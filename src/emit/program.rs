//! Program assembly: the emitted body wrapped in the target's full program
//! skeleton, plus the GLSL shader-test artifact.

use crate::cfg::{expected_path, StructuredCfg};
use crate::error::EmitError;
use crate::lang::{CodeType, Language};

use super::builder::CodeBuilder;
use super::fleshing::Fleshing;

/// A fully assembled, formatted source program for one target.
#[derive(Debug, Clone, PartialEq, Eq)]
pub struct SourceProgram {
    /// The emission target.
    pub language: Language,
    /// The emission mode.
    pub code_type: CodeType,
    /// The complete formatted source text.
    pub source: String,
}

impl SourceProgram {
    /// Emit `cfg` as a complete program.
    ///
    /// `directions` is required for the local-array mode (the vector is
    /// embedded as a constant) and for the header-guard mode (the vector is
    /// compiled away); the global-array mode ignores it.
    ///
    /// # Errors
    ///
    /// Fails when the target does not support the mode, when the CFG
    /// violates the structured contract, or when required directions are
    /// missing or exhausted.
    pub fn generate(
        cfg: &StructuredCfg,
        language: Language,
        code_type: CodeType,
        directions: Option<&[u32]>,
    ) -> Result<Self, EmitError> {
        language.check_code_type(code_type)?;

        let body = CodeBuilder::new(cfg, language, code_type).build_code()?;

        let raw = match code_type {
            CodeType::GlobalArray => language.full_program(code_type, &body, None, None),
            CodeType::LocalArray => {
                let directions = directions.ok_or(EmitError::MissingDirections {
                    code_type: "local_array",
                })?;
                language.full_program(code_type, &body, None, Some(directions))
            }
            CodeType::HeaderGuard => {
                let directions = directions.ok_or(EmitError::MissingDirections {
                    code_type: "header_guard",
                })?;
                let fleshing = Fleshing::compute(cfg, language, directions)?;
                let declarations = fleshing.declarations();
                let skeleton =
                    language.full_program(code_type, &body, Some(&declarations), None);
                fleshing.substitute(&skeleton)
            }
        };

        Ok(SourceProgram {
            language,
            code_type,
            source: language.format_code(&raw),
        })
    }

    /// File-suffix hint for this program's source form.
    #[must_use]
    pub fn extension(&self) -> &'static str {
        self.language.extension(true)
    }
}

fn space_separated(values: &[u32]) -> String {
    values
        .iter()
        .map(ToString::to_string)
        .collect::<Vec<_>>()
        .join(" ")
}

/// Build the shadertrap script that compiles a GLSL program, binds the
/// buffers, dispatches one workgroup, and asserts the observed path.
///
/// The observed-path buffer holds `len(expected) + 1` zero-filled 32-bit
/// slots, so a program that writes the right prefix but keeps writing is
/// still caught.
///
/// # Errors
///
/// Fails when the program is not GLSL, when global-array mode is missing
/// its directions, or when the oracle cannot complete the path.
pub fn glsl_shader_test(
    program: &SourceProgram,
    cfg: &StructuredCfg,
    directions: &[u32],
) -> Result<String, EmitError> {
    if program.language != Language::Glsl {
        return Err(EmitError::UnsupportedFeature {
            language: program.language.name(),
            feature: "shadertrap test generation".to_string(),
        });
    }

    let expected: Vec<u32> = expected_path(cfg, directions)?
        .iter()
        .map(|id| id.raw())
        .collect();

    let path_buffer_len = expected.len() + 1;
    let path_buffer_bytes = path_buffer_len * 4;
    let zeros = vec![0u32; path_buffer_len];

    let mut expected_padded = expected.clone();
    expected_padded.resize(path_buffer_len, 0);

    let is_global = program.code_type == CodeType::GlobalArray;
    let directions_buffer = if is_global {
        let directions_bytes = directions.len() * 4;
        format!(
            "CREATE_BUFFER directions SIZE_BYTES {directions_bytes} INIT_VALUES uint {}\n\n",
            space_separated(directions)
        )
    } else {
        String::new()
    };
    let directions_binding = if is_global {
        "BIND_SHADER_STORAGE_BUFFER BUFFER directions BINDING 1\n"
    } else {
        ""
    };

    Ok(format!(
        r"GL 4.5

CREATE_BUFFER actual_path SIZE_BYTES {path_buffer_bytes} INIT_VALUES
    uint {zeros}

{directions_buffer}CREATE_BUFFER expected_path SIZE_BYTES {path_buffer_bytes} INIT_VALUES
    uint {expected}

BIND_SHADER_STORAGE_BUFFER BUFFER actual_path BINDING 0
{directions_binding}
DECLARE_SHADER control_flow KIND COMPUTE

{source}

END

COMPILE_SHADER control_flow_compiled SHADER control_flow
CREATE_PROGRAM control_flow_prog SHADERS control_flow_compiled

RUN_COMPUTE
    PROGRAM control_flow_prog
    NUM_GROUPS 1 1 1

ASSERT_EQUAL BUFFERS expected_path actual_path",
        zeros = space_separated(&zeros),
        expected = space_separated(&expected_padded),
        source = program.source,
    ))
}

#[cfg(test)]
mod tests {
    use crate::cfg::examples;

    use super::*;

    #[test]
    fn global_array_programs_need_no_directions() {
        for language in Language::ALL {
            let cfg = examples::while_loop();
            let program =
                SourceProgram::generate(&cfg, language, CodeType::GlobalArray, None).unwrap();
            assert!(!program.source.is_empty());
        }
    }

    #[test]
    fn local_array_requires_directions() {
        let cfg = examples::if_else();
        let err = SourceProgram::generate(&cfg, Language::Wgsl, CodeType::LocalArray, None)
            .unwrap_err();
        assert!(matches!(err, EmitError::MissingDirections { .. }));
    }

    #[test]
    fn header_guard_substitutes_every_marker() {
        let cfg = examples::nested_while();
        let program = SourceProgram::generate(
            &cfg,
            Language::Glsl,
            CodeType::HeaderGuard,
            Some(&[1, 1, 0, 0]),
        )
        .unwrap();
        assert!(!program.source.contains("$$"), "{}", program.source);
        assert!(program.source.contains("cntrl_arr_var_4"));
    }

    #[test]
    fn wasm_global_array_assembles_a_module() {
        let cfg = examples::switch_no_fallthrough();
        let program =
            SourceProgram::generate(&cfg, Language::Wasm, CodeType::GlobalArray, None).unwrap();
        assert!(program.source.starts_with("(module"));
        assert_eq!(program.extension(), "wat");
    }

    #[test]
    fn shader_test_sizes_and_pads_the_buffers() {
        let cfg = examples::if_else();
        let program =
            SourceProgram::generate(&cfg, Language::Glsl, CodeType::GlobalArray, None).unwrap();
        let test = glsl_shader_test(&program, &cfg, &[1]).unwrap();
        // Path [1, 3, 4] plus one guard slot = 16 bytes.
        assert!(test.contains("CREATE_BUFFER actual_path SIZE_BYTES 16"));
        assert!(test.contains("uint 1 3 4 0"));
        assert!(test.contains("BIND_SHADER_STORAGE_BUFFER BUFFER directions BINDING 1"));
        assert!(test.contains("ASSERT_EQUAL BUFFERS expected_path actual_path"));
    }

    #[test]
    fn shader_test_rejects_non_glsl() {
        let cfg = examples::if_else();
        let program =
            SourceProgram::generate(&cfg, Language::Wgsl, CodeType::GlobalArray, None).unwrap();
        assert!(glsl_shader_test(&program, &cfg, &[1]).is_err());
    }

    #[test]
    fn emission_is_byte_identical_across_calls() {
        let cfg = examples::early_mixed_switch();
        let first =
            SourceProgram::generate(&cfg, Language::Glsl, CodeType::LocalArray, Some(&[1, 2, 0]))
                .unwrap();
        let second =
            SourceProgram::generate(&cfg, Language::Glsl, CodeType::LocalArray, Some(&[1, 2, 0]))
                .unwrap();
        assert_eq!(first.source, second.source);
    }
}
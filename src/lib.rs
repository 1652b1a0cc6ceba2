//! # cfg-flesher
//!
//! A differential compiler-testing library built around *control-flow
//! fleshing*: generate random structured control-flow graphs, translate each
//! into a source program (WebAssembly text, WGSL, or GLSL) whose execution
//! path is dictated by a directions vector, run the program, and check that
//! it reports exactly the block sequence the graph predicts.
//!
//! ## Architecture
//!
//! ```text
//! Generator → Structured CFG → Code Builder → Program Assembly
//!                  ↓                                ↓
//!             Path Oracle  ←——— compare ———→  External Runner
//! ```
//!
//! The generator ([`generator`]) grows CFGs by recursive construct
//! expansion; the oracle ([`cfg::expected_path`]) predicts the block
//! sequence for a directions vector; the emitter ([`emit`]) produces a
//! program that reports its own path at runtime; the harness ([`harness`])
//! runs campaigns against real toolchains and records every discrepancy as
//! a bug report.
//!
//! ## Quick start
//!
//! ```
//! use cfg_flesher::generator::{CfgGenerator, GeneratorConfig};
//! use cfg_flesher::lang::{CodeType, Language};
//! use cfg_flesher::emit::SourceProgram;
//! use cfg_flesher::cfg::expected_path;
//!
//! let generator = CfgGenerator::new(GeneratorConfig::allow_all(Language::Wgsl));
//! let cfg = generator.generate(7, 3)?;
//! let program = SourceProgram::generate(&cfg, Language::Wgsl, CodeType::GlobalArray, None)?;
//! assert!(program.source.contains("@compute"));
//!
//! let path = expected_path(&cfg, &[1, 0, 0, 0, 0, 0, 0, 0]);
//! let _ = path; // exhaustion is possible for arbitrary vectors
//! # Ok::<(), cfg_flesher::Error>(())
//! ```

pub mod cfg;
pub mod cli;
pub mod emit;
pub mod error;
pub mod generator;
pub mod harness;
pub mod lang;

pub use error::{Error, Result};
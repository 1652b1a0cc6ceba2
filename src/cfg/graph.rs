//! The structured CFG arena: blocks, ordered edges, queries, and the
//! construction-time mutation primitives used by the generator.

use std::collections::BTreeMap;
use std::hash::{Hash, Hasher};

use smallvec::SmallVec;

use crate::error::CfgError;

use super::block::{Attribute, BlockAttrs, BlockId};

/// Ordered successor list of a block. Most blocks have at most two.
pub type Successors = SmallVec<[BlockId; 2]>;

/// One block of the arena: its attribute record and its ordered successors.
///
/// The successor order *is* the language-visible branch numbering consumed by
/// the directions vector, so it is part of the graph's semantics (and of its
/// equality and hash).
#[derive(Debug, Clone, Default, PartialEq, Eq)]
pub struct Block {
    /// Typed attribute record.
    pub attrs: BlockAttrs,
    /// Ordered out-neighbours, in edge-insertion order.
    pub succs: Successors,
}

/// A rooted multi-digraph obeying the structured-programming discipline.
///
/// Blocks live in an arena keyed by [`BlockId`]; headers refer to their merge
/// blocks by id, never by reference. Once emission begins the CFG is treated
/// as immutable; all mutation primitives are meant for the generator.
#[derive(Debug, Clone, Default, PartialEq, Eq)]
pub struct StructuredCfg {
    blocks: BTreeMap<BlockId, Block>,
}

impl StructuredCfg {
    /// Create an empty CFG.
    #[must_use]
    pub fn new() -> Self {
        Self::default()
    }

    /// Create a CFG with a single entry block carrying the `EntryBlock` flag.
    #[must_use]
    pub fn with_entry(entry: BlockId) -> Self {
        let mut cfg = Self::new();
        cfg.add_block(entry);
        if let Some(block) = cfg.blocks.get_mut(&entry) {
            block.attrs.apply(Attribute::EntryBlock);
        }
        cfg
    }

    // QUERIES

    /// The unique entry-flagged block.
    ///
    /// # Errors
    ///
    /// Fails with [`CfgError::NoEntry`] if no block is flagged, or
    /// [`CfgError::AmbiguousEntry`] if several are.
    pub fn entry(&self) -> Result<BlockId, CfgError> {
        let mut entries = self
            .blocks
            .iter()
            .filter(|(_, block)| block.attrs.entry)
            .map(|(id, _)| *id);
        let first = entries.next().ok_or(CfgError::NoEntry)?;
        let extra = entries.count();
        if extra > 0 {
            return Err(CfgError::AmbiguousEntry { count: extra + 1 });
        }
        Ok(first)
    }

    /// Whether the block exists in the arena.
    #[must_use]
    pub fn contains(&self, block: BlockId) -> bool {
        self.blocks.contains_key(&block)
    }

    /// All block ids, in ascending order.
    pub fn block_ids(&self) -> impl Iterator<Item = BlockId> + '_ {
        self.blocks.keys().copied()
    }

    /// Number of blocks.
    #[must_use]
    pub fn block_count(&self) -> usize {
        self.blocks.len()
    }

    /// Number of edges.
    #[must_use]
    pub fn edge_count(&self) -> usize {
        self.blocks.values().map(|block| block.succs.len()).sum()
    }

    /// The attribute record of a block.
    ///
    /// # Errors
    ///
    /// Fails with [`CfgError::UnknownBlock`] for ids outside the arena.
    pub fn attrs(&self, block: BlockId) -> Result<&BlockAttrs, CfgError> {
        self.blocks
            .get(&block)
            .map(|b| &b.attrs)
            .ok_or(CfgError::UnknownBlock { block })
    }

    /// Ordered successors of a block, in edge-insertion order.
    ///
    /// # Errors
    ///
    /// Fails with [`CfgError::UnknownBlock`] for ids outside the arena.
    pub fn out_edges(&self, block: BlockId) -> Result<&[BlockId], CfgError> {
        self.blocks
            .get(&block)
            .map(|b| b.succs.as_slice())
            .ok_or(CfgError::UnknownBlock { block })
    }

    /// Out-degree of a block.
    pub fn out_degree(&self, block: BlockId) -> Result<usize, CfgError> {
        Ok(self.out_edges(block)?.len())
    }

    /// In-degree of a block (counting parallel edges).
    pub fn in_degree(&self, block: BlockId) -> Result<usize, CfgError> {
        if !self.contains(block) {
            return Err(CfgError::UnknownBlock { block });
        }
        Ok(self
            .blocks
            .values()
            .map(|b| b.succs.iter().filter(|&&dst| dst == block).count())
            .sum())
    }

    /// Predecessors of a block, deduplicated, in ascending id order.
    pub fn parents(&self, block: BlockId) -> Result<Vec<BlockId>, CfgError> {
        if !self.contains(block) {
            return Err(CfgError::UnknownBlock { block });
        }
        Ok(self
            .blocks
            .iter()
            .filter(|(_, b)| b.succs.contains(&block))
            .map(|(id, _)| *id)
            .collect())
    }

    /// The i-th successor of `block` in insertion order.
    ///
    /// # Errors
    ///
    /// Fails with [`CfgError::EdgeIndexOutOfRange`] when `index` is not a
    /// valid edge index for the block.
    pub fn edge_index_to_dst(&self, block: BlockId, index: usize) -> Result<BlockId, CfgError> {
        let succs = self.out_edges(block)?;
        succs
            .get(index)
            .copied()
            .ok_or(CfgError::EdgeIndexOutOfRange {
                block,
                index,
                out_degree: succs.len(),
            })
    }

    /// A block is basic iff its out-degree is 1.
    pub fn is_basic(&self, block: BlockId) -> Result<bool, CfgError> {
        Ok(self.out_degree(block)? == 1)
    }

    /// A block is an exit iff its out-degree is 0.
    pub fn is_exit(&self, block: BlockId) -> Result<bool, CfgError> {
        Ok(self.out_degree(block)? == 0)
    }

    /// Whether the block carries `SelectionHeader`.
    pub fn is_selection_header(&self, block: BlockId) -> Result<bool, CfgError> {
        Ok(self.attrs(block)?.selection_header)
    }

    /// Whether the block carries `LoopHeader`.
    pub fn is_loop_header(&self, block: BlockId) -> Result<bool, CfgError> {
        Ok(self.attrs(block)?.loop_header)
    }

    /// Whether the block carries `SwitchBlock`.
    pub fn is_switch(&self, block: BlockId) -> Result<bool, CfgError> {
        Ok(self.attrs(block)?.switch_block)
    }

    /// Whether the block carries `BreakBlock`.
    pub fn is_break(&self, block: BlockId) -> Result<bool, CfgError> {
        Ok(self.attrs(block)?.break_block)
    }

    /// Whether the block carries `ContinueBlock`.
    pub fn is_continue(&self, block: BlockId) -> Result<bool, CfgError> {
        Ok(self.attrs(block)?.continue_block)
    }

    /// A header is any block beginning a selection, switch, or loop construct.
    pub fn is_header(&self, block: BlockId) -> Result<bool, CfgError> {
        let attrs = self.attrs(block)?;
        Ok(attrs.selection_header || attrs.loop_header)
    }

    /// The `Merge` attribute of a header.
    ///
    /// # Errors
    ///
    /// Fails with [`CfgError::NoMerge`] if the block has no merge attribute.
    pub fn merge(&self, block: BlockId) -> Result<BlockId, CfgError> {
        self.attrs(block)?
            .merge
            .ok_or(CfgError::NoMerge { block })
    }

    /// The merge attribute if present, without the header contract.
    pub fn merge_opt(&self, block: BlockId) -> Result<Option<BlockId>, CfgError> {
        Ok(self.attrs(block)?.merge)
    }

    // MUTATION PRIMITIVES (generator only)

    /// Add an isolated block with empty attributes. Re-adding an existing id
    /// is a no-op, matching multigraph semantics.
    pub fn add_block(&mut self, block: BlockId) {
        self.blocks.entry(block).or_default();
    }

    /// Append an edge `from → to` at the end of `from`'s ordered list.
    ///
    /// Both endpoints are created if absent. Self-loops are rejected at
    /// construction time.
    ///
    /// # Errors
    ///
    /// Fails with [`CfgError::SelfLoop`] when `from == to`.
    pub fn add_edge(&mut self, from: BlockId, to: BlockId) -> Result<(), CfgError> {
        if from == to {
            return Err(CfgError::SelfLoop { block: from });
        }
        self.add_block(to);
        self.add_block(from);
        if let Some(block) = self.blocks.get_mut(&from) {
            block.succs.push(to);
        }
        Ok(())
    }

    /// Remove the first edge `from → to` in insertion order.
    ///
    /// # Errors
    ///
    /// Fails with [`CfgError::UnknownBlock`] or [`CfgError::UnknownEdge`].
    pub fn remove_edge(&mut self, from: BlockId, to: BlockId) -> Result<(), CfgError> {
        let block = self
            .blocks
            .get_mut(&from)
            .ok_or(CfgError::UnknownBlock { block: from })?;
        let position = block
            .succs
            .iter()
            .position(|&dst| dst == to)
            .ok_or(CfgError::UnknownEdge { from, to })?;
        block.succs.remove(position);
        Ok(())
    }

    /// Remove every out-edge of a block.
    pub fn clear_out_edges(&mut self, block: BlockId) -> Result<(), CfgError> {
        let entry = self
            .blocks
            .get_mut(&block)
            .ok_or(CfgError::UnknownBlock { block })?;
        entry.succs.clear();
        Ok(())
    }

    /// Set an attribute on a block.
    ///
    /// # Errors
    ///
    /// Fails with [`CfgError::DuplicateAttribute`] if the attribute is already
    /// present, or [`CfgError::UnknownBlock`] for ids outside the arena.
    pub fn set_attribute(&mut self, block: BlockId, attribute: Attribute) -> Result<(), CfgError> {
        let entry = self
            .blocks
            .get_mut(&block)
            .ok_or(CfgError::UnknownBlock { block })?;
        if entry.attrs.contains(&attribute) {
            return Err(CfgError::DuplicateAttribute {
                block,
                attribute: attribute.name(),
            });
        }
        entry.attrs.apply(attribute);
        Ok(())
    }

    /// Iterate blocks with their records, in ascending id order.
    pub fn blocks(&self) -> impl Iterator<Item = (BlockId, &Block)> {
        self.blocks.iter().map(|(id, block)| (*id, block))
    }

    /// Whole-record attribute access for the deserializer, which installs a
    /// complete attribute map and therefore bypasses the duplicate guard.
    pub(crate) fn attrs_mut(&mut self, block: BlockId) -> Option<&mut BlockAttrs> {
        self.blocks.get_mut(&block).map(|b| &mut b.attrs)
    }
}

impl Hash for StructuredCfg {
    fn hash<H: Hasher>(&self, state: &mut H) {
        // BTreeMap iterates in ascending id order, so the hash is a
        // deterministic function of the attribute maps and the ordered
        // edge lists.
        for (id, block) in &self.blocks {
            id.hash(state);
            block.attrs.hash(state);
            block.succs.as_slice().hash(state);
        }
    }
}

### WHAT TO PRODUCE
Find every line in the records above that holds the word "AmbiguousEntry", and copy each one.

### RESPONSE FOR THIS EXERCISE
    /// [`CfgError::AmbiguousEntry`] if several are.
            return Err(CfgError::AmbiguousEntry { count: extra + 1 });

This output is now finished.